**Data to examine**
⁂

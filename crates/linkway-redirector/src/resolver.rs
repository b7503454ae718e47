use crate::navigator::{Navigation, Navigator};
use crate::resolution::{evaluate, Resolution};
use linkway_registry::{RegistrySnapshot, RegistryWatcher};
use tracing::{debug, trace};
use typed_builder::TypedBuilder;

pub const DEFAULT_FALLBACK_PATH: &str = "/dashboard";

#[derive(Debug, Clone, TypedBuilder)]
pub struct ResolverConfig {
    /// Where unresolvable codes are sent.
    #[builder(default = DEFAULT_FALLBACK_PATH.to_string(), setter(into))]
    pub fallback_path: String,
}

impl Default for ResolverConfig {
    fn default() -> Self {
        Self::builder().build()
    }
}

#[derive(Debug)]
struct ActiveRequest {
    code: String,
    outcome: Resolution,
}

/// Per-request redirect state machine.
///
/// `Pending` moves to `Found` or `NotFound` at most once per requested
/// code. The navigation for a terminal outcome is handed to the navigator
/// on that transition only; later re-evaluations for the same code are
/// no-ops. Requesting a different code starts over.
#[derive(Debug)]
pub struct RedirectResolver<N> {
    config: ResolverConfig,
    navigator: N,
    request: Option<ActiveRequest>,
}

impl<N: Navigator> RedirectResolver<N> {
    pub fn new(config: ResolverConfig, navigator: N) -> Self {
        Self {
            config,
            navigator,
            request: None,
        }
    }

    /// Sets the code being resolved.
    ///
    /// Requesting the code that is already active keeps its state.
    pub fn request(&mut self, code: impl Into<String>) {
        let code = code.into();
        if self.request.as_ref().is_some_and(|active| active.code == code) {
            return;
        }
        trace!(code = %code, "new redirect request");
        self.request = Some(ActiveRequest {
            code,
            outcome: Resolution::Pending,
        });
    }

    /// The code currently being resolved, if any.
    pub fn requested(&self) -> Option<&str> {
        self.request.as_ref().map(|active| active.code.as_str())
    }

    /// The outcome recorded for the active request.
    pub fn outcome(&self) -> Resolution {
        self.request
            .as_ref()
            .map_or(Resolution::Pending, |active| active.outcome.clone())
    }

    pub fn navigator(&self) -> &N {
        &self.navigator
    }

    /// Re-evaluates the active request against `snapshot`.
    ///
    /// Emits a navigation only on the transition out of `Pending`.
    pub fn evaluate(&mut self, snapshot: &RegistrySnapshot) -> Resolution {
        let Some(active) = self.request.as_mut() else {
            return Resolution::Pending;
        };

        if active.outcome.is_terminal() {
            trace!(
                code = %active.code,
                revision = snapshot.revision(),
                "already resolved, skipping"
            );
            return active.outcome.clone();
        }

        let outcome = evaluate(&active.code, snapshot);
        let navigation = match &outcome {
            Resolution::Pending => {
                trace!(code = %active.code, "registry still loading");
                return outcome;
            }
            Resolution::Found(destination) => {
                debug!(code = %active.code, destination = %destination, "short code resolved");
                Navigation::destination(destination.clone())
            }
            Resolution::NotFound => {
                debug!(
                    code = %active.code,
                    fallback = %self.config.fallback_path,
                    "short code not found"
                );
                Navigation::fallback(self.config.fallback_path.clone())
            }
        };

        active.outcome = outcome.clone();
        self.navigator.replace(navigation);
        outcome
    }

    /// Evaluates against the live registry until the active request is
    /// terminal.
    ///
    /// Returns `Pending` right away when no code has been requested, and
    /// otherwise only if the registry goes away before it has loaded. There
    /// is no timeout; callers that need one wrap this future.
    pub async fn resolve(&mut self, watcher: &mut RegistryWatcher) -> Resolution {
        if self.request.is_none() {
            return Resolution::Pending;
        }
        loop {
            let snapshot = watcher.snapshot();
            let outcome = self.evaluate(&snapshot);
            if outcome.is_terminal() {
                return outcome;
            }
            if !watcher.changed().await {
                return outcome;
            }
        }
    }
}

⁂

In full and without changes, copy the entries above.

filename crates/linkway-redirector/src/resolver.rs
repository b7503454ae718e47
use crate::navigator::{Navigation, Navigator};
use crate::resolution::{evaluate, Resolution};
use linkway_registry::{RegistrySnapshot, RegistryWatcher};
use tracing::{debug, trace};
use typed_builder::TypedBuilder;

pub const DEFAULT_FALLBACK_PATH: &str = "/dashboard";

#[derive(Debug, Clone, TypedBuilder)]
pub struct ResolverConfig {
    /// Where unresolvable codes are sent.
    #[builder(default = DEFAULT_FALLBACK_PATH.to_string(), setter(into))]
    pub fallback_path: String,
}

impl Default for ResolverConfig {
    fn default() -> Self {
        Self::builder().build()
    }
}

#[derive(Debug)]
struct ActiveRequest {
    code: String,
    outcome: Resolution,
}

/// Per-request redirect state machine.
///
/// `Pending` moves to `Found` or `NotFound` at most once per requested
/// code. The navigation for a terminal outcome is handed to the navigator
/// on that transition only; later re-evaluations for the same code are
/// no-ops. Requesting a different code starts over.
#[derive(Debug)]
pub struct RedirectResolver<N> {
    config: ResolverConfig,
    navigator: N,
    request: Option<ActiveRequest>,
}

impl<N: Navigator> RedirectResolver<N> {
    pub fn new(config: ResolverConfig, navigator: N) -> Self {
        Self {
            config,
            navigator,
            request: None,
        }
    }

    /// Sets the code being resolved.
    ///
    /// Requesting the code that is already active keeps its state.
    pub fn request(&mut self, code: impl Into<String>) {
        let code = code.into();
        if self.request.as_ref().is_some_and(|active| active.code == code) {
            return;
        }
        trace!(code = %code, "new redirect request");
        self.request = Some(ActiveRequest {
            code,
            outcome: Resolution::Pending,
        });
    }

    /// The code currently being resolved, if any.
    pub fn requested(&self) -> Option<&str> {
        self.request.as_ref().map(|active| active.code.as_str())
    }

    /// The outcome recorded for the active request.
    pub fn outcome(&self) -> Resolution {
        self.request
            .as_ref()
            .map_or(Resolution::Pending, |active| active.outcome.clone())
    }

    pub fn navigator(&self) -> &N {
        &self.navigator
    }

    /// Re-evaluates the active request against `snapshot`.
    ///
    /// Emits a navigation only on the transition out of `Pending`.
    pub fn evaluate(&mut self, snapshot: &RegistrySnapshot) -> Resolution {
        let Some(active) = self.request.as_mut() else {
            return Resolution::Pending;
        };

        if active.outcome.is_terminal() {
            trace!(
                code = %active.code,
                revision = snapshot.revision(),
                "already resolved, skipping"
            );
            return active.outcome.clone();
        }

        let outcome = evaluate(&active.code, snapshot);
        let navigation = match &outcome {
            Resolution::Pending => {
                trace!(code = %active.code, "registry still loading");
                return outcome;
            }
            Resolution::Found(destination) => {
                debug!(code = %active.code, destination = %destination, "short code resolved");
                Navigation::destination(destination.clone())
            }
            Resolution::NotFound => {
                debug!(
                    code = %active.code,
                    fallback = %self.config.fallback_path,
                    "short code not found"
                );
                Navigation::fallback(self.config.fallback_path.clone())
            }
        };

        active.outcome = outcome.clone();
        self.navigator.replace(navigation);
        outcome
    }

    /// Evaluates against the live registry until the active request is
    /// terminal.
    ///
    /// Returns `Pending` right away when no code has been requested, and
    /// otherwise only if the registry goes away before it has loaded. There
    /// is no timeout; callers that need one wrap this future.
    pub async fn resolve(&mut self, watcher: &mut RegistryWatcher) -> Resolution {
        if self.request.is_none() {
            return Resolution::Pending;
        }
        loop {
            let snapshot = watcher.snapshot();
            let outcome = self.evaluate(&snapshot);
            if outcome.is_terminal() {
                return outcome;
            }
            if !watcher.changed().await {
                return outcome;
            }
        }
    }
}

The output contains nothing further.